A RISC-V SoC with Configurable Neuromorphic Acceleration for Small-Scale Spiking Neural Networks
Team
- E/19/129, Gunawardana K.H., e19129@eng.pdn.ac.lk
- E/19/275, Peeris M.S., e19275@eng.pdn.ac.lk
- E/19/309, Rambukwella H.M.W.K.G., e19309@eng.pdn.ac.lk
Supervisors
- Dr. Isuru Nawinne, isurunawinne@eng.pdn.ac.lk
- Prof. Roshan G. Ragel, roshanr@eng.pdn.ac.lk
Table of Contents
- Abstract
- Related Works
- Methodology
- Experiment Setup and Implementation
- Results and Analysis
- Conclusion
- Links
Abstract
This project focuses on designing a RISC-V System-on-Chip (SoC) integrated with a Neuromorphic Accelerator optimized for small-scale Spiking Neural Network (SNN) applications of approximately 1,000 neurons.
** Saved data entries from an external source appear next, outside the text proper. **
//! Whole-table properties of the generated JIS X 0213 tables.

use aozoraconv_core::{ConvError, Coordinate, is_jis0208, to_coordinate, to_unicode};

fn all_coordinates() -> impl Iterator<Item = Coordinate> {
    (1..=2u8).flat_map(|plane| {
        (1..=94u8).flat_map(move |row| {
            (1..=94u8).filter_map(move |cell| Coordinate::new(plane, row, cell).ok())
        })
    })
}

#[test]
fn test_assigned_count() {
    let assigned = all_coordinates()
        .filter(|coord| coord.to_unicode().is_some())
        .count();
    assert_eq!(assigned, 11233);
}

#[test]
fn test_round_trip_on_assigned_coordinates() {
    for coord in all_coordinates() {
        let Some(text) = coord.to_unicode() else {
            continue;
        };
        assert_eq!(
            to_coordinate(text).unwrap(),
            coord,
            "round trip failed for {coord} ({text:?})"
        );
    }
}

#[test]
fn test_to_unicode_agrees_with_coordinate_lookup() {
    for coord in all_coordinates() {
        match to_unicode(coord.plane(), coord.row(), coord.cell()) {
            Ok(text) => assert_eq!(Some(text), coord.to_unicode()),
            Err(ConvError::Unassigned(c)) => {
                assert_eq!(c, coord);
                assert_eq!(coord.to_unicode(), None);
            }
            Err(e) => panic!("unexpected error for {coord}: {e}"),
        }
    }
}

#[test]
fn test_decoded_sequences_are_one_or_two_scalars() {
    for coord in all_coordinates() {
        if let Some(text) = coord.to_unicode() {
            let n = text.chars().count();
            assert!(n == 1 || n == 2, "{coord} decodes to {n} scalars");
        }
    }
}

#[test]
fn test_jis0208_is_assigned_subset_of_plane_one() {
    for coord in all_coordinates() {
        if coord.is_jis0208() {
            assert_eq!(coord.plane(), 1);
            assert!(coord.to_unicode().is_some(), "{coord} is JIS X 0208 but unassigned");
        }
    }
}

#[test]
fn test_jis0208_total_byte_count() {
    let bytes: usize = (1..=94u8)
        .flat_map(|row| (1..=94u8).map(move |cell| (row, cell)))
        .filter(|&(row, cell)| is_jis0208(1, row, cell))
        .map(|(row, cell)| aozoraconv_core::kuten_to_sjis(row, cell).len())
        .sum();
    assert_eq!(bytes, 13758);
}

#[test]
fn test_boundary_rejection() {
    assert!(matches!(to_unicode(3, 1, 1), Err(ConvError::OutOfRange { .. })));
    assert!(matches!(to_unicode(1, 95, 1), Err(ConvError::OutOfRange { .. })));
    assert!(matches!(to_unicode(2, 2, 80), Err(ConvError::Unassigned(_))));
}

#[test]
fn test_concrete_scenarios() {
    assert_eq!(to_unicode(1, 4, 2).unwrap(), "あ");
    assert_eq!(to_unicode(1, 1, 3).unwrap(), "。");
    assert_eq!(to_unicode(1, 2, 1).unwrap(), "◆");
    assert_eq!(to_coordinate("あ").unwrap(), Coordinate::new(1, 4, 2).unwrap());
    assert!(matches!(to_coordinate("A"), Err(ConvError::NotEncodable(_))));
    assert_eq!(aozoraconv_core::kuten_to_sjis(1, 1), [0x81, 0x40]);
    assert_eq!(aozoraconv_core::kuten_to_sjis(4, 2), [0x82, 0xA0]);
}

#[test]
fn test_standard_characters_not_windows_variants() {
    // The table follows the standard; Aozora substitutions happen elsewhere.
    assert_eq!(to_unicode(1, 1, 29).unwrap(), "\u{2014}");
    assert_eq!(to_unicode(1, 1, 33).unwrap(), "\u{301C}");
    assert_eq!(to_unicode(1, 1, 79).unwrap(), "\u{00A5}");
    assert!(matches!(to_coordinate("\u{2015}"), Err(ConvError::NotEncodable(_))));
}
//! aozoraconv - convert text between UTF-8 and Aozora Bunko Shift_JIS
//!
//! A command line tool that writes UTF-8 input as Shift_JIS following the
//! Aozora Bunko character conventions, or reads such Shift_JIS back into
//! UTF-8. With `--kuten` it lists the JIS X 0213 coordinate of every
//! non-ASCII character instead.

use std::fs::{self, File};
use std::io::{self, BufWriter, Write};
use std::path::{Path, PathBuf};
use std::process::ExitCode;

use anyhow::{Context, Result, bail};
use aozoraconv_core::{Coordinate, decode_document, encode_char, encode_document, to_coordinate};
use clap::{ArgAction, Parser};

/// Output encoding of the conversion.
#[derive(Debug, Clone, Copy, PartialEq, Eq)]
enum OutputEncoding {
    /// UTF-8 input converted to Shift_JIS
    Sjis,
    /// Shift_JIS input converted to UTF-8
    Utf8,
}

/// Convert text between UTF-8 and Aozora Bunko Shift_JIS.
#[derive(Parser, Debug)]
#[command(name = "aozoraconv")]
#[command(author, version, about, long_about = None)]
struct Args {
    /// Path to the input file
    file: PathBuf,

    /// Set output encoding (sjis or utf8)
    #[arg(short = 'e', long, default_value = "sjis")]
    encoding: String,

    /// Convert from UTF-8 into Shift_JIS
    #[arg(short = 's', long = "sjis", action = ArgAction::SetTrue)]
    use_sjis: bool,

    /// Convert from Shift_JIS into UTF-8
    #[arg(short = 'u', long = "utf8", action = ArgAction::SetTrue)]
    use_utf8: bool,

    /// Output filename, stdout when omitted
    #[arg(short = 'o', long)]
    outfile: Option<PathBuf>,

    /// List the JIS X 0213 coordinate of each non-ASCII character
    #[arg(long, action = ArgAction::SetTrue)]
    kuten: bool,

    /// Use debug logging level
    #[arg(short = 'd', long, action = ArgAction::SetTrue)]
    debug: bool,
}

impl Args {
    fn output_encoding(&self) -> Result<OutputEncoding> {
        let name = self.encoding.to_lowercase();
        if name == "utf8" || name == "utf-8" || self.use_utf8 {
            Ok(OutputEncoding::Utf8)
        } else if name == "sjis" || name == "shift_jis" || self.use_sjis {
            Ok(OutputEncoding::Sjis)
        } else {
            bail!("define encoding -s (Shift_JIS) or -u (UTF-8) or -e string")
        }
    }
}

fn open_output(path: Option<&Path>) -> Result<Box<dyn Write>> {
    match path {
        Some(path) => {
            let file = File::create(path)
                .with_context(|| format!("failed to create output file {}", path.display()))?;
            Ok(Box::new(BufWriter::new(file)))
        }
        None => Ok(Box::new(BufWriter::new(io::stdout()))),
    }
}

fn describe(coord: Coordinate) -> &'static str {
    if coord.is_jis0208() {
        "JIS X 0208"
    } else if coord.plane() == 1 {
        "JIS X 0213 plane 1"
    } else {
        "JIS X 0213 plane 2"
    }
}

fn write_entry(
    out: &mut dyn Write,
    text: &str,
    result: aozoraconv_core::Result<Coordinate>,
) -> io::Result<()> {
    let codepoints = text
        .chars()
        .map(|c| format!("U+{:04X}", u32::from(c)))
        .collect::<Vec<_>>()
        .join("+");
    match result {
        Ok(coord) => {
            let sjis = coord
                .to_sjis()
                .map_or_else(|| "-".to_string(), |[a, b]| format!("{a:02X}{b:02X}"));
            writeln!(out, "{text}\t{codepoints}\t{coord}\t{}\t{sjis}", describe(coord))
        }
        Err(e) => writeln!(out, "{text}\t{codepoints}\t-\t{e}\t-"),
    }
}

fn write_kuten(text: &str, out: &mut dyn Write) -> Result<()> {
    let chars: Vec<char> = text.chars().collect();
    let mut i = 0;
    while i < chars.len() {
        let ch = chars[i];
        if ch.is_ascii() {
            i += 1;
            continue;
        }
        if let Some(&mark) = chars.get(i + 1) {
            let pair: String = [ch, mark].iter().collect();
            if let Ok(coord) = to_coordinate(&pair) {
                write_entry(out, &pair, Ok(coord))?;
                i += 2;
                continue;
            }
        }
        write_entry(out, &ch.to_string(), encode_char(ch))?;
        i += 1;
    }
    Ok(())
}

fn run(args: &Args) -> Result<()> {
    let encoding = args.output_encoding()?;
    let input = fs::read(&args.file)
        .with_context(|| format!("failed to read {}", args.file.display()))?;
    let mut output = open_output(args.outfile.as_deref())?;
    log::debug!("converting {} to {encoding:?}", args.file.display());

    if args.kuten {
        let text = match encoding {
            OutputEncoding::Utf8 => decode_document(&input)?,
            OutputEncoding::Sjis => String::from_utf8(input).context("input is not UTF-8")?,
        };
        write_kuten(&text, &mut output)?;
    } else {
        match encoding {
            OutputEncoding::Utf8 => {
                let text = decode_document(&input)?;
                output.write_all(text.as_bytes())?;
            }
            OutputEncoding::Sjis => {
                let text = String::from_utf8(input).context("input is not UTF-8")?;
                output.write_all(&encode_document(&text)?)?;
            }
        }
    }

    output.flush()?;
    Ok(())
}

fn main() -> ExitCode {
    let args = Args::parse();

    let level = if args.debug {
        log::LevelFilter::Debug
    } else {
        log::LevelFilter::Warn
    };
    env_logger::Builder::new()
        .filter_level(level)
        .parse_default_env()
        .init();

    match run(&args) {
        Ok(()) => ExitCode::SUCCESS,
        Err(e) => {
            eprintln!("error: {e:#}");
            ExitCode::FAILURE
        }
    }
}

#[cfg(test)]
mod tests {
    use super::*;

    fn args(argv: &[&str]) -> Args {
        Args::parse_from(std::iter::once("aozoraconv").chain(argv.iter().copied()))
    }

    #[test]
    fn test_output_encoding_flags() {
        assert_eq!(args(&["in.txt"]).output_encoding().unwrap(), OutputEncoding::Sjis);
        assert_eq!(args(&["-u", "in.txt"]).output_encoding().unwrap(), OutputEncoding::Utf8);
        assert_eq!(args(&["-e", "UTF-8", "in.txt"]).output_encoding().unwrap(), OutputEncoding::Utf8);
        assert_eq!(
            args(&["-e", "Shift_JIS", "in.txt"]).output_encoding().unwrap(),
            OutputEncoding::Sjis
        );
        assert_eq!(args(&["-e", "latin1", "-s", "in.txt"]).output_encoding().unwrap(), OutputEncoding::Sjis);
        assert!(args(&["-e", "latin1", "in.txt"]).output_encoding().is_err());
    }

    #[test]
    fn test_kuten_listing() {
        let mut out = Vec::new();
        write_kuten("a\u{3042}\u{304B}\u{309A}\u{20089}\u{2015}", &mut out).unwrap();
        let listing = String::from_utf8(out).unwrap();
        let lines: Vec<&str> = listing.lines().collect();
        assert_eq!(lines.len(), 4);
        assert_eq!(lines[0], "\u{3042}\tU+3042\t1-4-2\tJIS X 0208\t82A0");
        assert_eq!(lines[1], "\u{304B}\u{309A}\tU+304B+U+309A\t1-4-87\tJIS X 0213 plane 1\t82F5");
        assert_eq!(lines[2], "\u{20089}\tU+20089\t2-1-1\tJIS X 0213 plane 2\t-");
        assert!(lines[3].starts_with("\u{2015}\tU+2015\t-\tnot encodable in JIS X 0213"));
    }
}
The RISC-V processor manages the accelerator to enable low-power, low-latency edge computing, addressing the limitations of existing neuromorphic hardware, which is often resource-intensive and tailored for large-scale applications. The proposed architecture incorporates highly parallel processing nodes, a distributed memory system, and an efficient Network-on-Chip (NoC) to ensure seamless communication, reducing latency and enhancing performance. This system is aimed at providing efficient, real-time AI capabilities for embedded systems and edge devices, with applications in robotics, image processing, natural language processing, and signal processing. By integrating on-chip learning and general-purpose computing, the design enhances versatility and energy efficiency, making SNNs more viable for resource-constrained environments.
Related Works
The development of Spiking Neural Networks (SNNs) and neuromorphic hardware has been extensively explored, with various learning techniques and architectures proposed to enhance their efficiency. Below is a summary of key findings from the literature review:
Learning Techniques for SNNs
-
Supervised Learning: Methods like SpikeProp, SuperSpike, SLAYER, and surrogate gradient techniques address the non-differentiable nature of spikes. For instance, SuperSpike uses membrane potential derivatives for gradient-based learning, while SLAYER distributes error credit over time, supporting axonal delay learning. However, these methods face challenges such as high computational complexity and memory constraints due to multiple timestep processing.
-
ANN-to-SNN Conversion: This approach maps trained Artificial Neural Networks (ANNs) to SNNs, adjusting neuron firing thresholds to approximate ANN behavior. It is energy-efficient but sacrifices temporal dynamics, leading to trade-offs between accuracy and inference latency.
-
Unsupervised Learning: Spike-Timing-Dependent Plasticity (STDP) adjusts synaptic weights based on spike timing, with stable STDP (S-STDP) incorporating spike traces to prevent catastrophic forgetting. This method is memory-efficient but less accurate than supervised approaches.
-
Reinforcement Learning: Reward-modulated STDP (R-STDP) integrates reward signals, achieving up to 25-fold energy efficiency improvements in robotics and edge applications.
-
Hybrid Learning: Approaches like DECOLLE use local error functions for deep continuous learning, improving scalability and efficiency by avoiding global backpropagation.
Hardware Architectures
-
ASIC-Based Designs: Systems like Intel’s Loihi, IBM’s TrueNorth, and SpiNNaker offer high parallelism and energy efficiency but are optimized for large-scale applications, making them inefficient for small-scale SNNs. For example, Loihi supports 128 cores with 1,024 neurons each, while TrueNorth achieves ultra-low power for 1 million neurons.
-
FPGA-Based Designs: Implementations like SpikeHard and Caspian provide reconfigurability for smaller-scale applications but often lack on-chip learning or flexibility for diverse neuron models. SpikeHard supports 259K neurons with 170x energy efficiency, while Caspian operates at 10-20 mW.
-
Software Frameworks: Tools like Nengo, Lava, and Brian 2 support SNN simulation and integration with hardware. Nengo excels in large-scale modeling, Lava in real-time processing, and Brian 2 in rapid prototyping for small-scale SNNs.
RISC-V SoC Designs
RISC-V’s open-source, modular Instruction Set Architecture (ISA) is ideal for neuromorphic SoCs. Designs like GAP-8 and Marsellus integrate accelerators for AI and IoT, achieving high efficiency (e.g., 12.4 TOPS/W for Marsellus). However, dedicated neuromorphic SoCs for small-scale SNNs remain underexplored, highlighting a gap that this project addresses.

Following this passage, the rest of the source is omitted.